L'espoir des familles des victimes du MH370

Le débris retrouvé sur l'île de la réunion. [[YANNICK PITOU / AFP]]

Ghyslain Wattrelos, qui a perdu sa femme et deux de ses enfants dans la disparition en 2014 du vol MH 370, a déclaré jeudi que si le débris découvert sur l'île de la Réunion vient de cet appareil, "notre deuil commence vraiment".

 

"Tant qu'il n'y a pas de preuve de crash, il reste toujours un infini espoir, l'idée qu'il s'est peut-être posé quelque part. Si on a la preuve que ce débris vient de cet avion, il y a une preuve de crash.

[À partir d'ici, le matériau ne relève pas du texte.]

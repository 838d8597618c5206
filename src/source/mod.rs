mod collect;
mod parse;
mod payload;

pub use collect::{InputSource, LoadRequest, apply_caps, load_graph};
pub use parse::parse_payload;
pub use payload::{Coverage, GraphPayload, GraphStats, RawEdge, RawNode};
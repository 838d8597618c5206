use std::collections::BTreeSet;

use eframe::egui::{self, RichText, Ui};

use depscope::impact::ImpactMode;
use depscope::util::short_name;

use super::super::ViewModel;

impl ViewModel {
    pub(in crate::app) fn draw_details(&mut self, ui: &mut Ui) {
        ui.heading("Selection Details");
        ui.add_space(6.0);

        let Some(node) = self.canvas.selected_node().cloned() else {
            ui.label("Click a node in the graph to inspect it.");
            ui.small("Drag empty space to pan, scroll to zoom, Escape clears the selection.");
            return;
        };

        ui.label(RichText::new(node.label.as_str()).strong());
        ui.small(node.id.as_str());
        ui.add_space(6.0);

        ui.label(format!("Type: {}", node.kind.label()));
        if let Some(path) = &node.metadata.file_path {
            ui.label(format!("File: {path}"));
        }
        if let Some(language) = &node.metadata.language {
            ui.label(format!("Language: {language}"));
        }
        if let Some(lines) = node.metadata.line_count {
            ui.label(format!("Lines: {lines}"));
        }
        ui.label(format!("Dependencies: {}", node.dependencies.len()));
        ui.label(format!("Dependents: {}", node.dependents.len()));

        if self.impact_mode != ImpactMode::Off {
            ui.label(format!(
                "Impact ({}, depth {}): {} nodes",
                self.impact_mode.label(),
                self.impact_depth,
                self.summary.highlighted.saturating_sub(1)
            ));
        }

        if ui.button("Clear selection").clicked() {
            self.canvas.clear_selection();
            return;
        }

        let mut next_selection = None;

        ui.separator();
        ui.label(RichText::new("Depends on").strong());
        self.draw_node_links(ui, "dependencies_scroll", &node.dependencies, &mut next_selection);

        ui.separator();
        ui.label(RichText::new("Used by").strong());
        self.draw_node_links(ui, "dependents_scroll", &node.dependents, &mut next_selection);

        if let Some(id) = next_selection {
            self.canvas.select_by_id(&id);
        }
    }

    fn draw_node_links(
        &self,
        ui: &mut Ui,
        salt: &str,
        ids: &BTreeSet<String>,
        next_selection: &mut Option<String>,
    ) {
        if ids.is_empty() {
            ui.label("None.");
            return;
        }

        egui::ScrollArea::vertical()
            .id_salt(salt)
            .max_height(240.0)
            .auto_shrink([false, true])
            .show(ui, |ui| {
                for id in ids {
                    let label = self
                        .canvas
                        .graph()
                        .index_of(id)
                        .and_then(|index| self.canvas.graph().node(index))
                        .map(|node| node.label.as_str())
                        .unwrap_or_else(|| short_name(id));

                    if ui.link(label).on_hover_text(id.as_str()).clicked() {
                        *next_selection = Some(id.clone());
                    }
                }
            });
    }
}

Et là c'est une autre histoire qui débute et notre deuil qui commence vraiment", a-t-il déclaré par téléphone à l'AFP, depuis les Etats-Unis où il se trouve.

"C'est un moment très douloureux pour les familles. Nous voulons savoir la vérité, même si notre dernier petit espoir disparaît", a-t-il ajouté.

 

Un scepticisme présent

"Je suis très content qu'on ait retrouvé ce débris sur le territoire français et j'espère qu'il ne sera pas donné aux gens qui manient depuis le début la désinformation sur le sujet", a affirmé M. Wattrelos, qui remet en cause depuis des mois les responsables de l'enquête officielle.

"L'Australie dit que cette découverte confirme la zone de crash, mais cela ne confirme rien du tout. Je ne crois pas, depuis le début, que l'avion est tombé là où on nous l'a dit. On nous ment depuis la première semaine. On nous a dit que l'avion était tombé comme une feuille, que c'est pour cela qu'on n'avait retrouvé aucun débris. Mais quand le Rio-Paris s'est écrasé, il y a eu plus de 300 débris", a-t-il rappelé.

 

Quatre Français parmi les victimes

Le Boeing 777 de Malaysia Airlines qui effectuait la liaison entre Kuala Lumpur et Pékin a disparu des radars le 8 mars 2014 au-dessus de l'océan Indien avec 239 personnes à bord, dont deux tiers de ressortissants chinois. Quatre Français figuraient parmi les passagers: l'épouse, deux enfants ainsi que la petite amie du fils de M. Wattrelos.

Aucune trace du MH370 n'a été retrouvée, en dépit des intenses recherches dirigées par l'Australie dans le sud de l'océan Indien, où des satellites ont "accroché" pour la dernière fois les systèmes de communication de l'appareil.

 

Les spéculations demeurent

Les spéculations demeurent principalement concentrées autour d'une défaillance mécanique ou structurelle, ou un acte terroriste, mais rien n'est jusqu'alors venu étayer l'un ou l'autre scénario. Le 29 janvier, la Malaisie a officiellement déclaré que cette disparition était un accident et que les passagers et l'équipage étaient présumés morts, provoquant la colère des familles.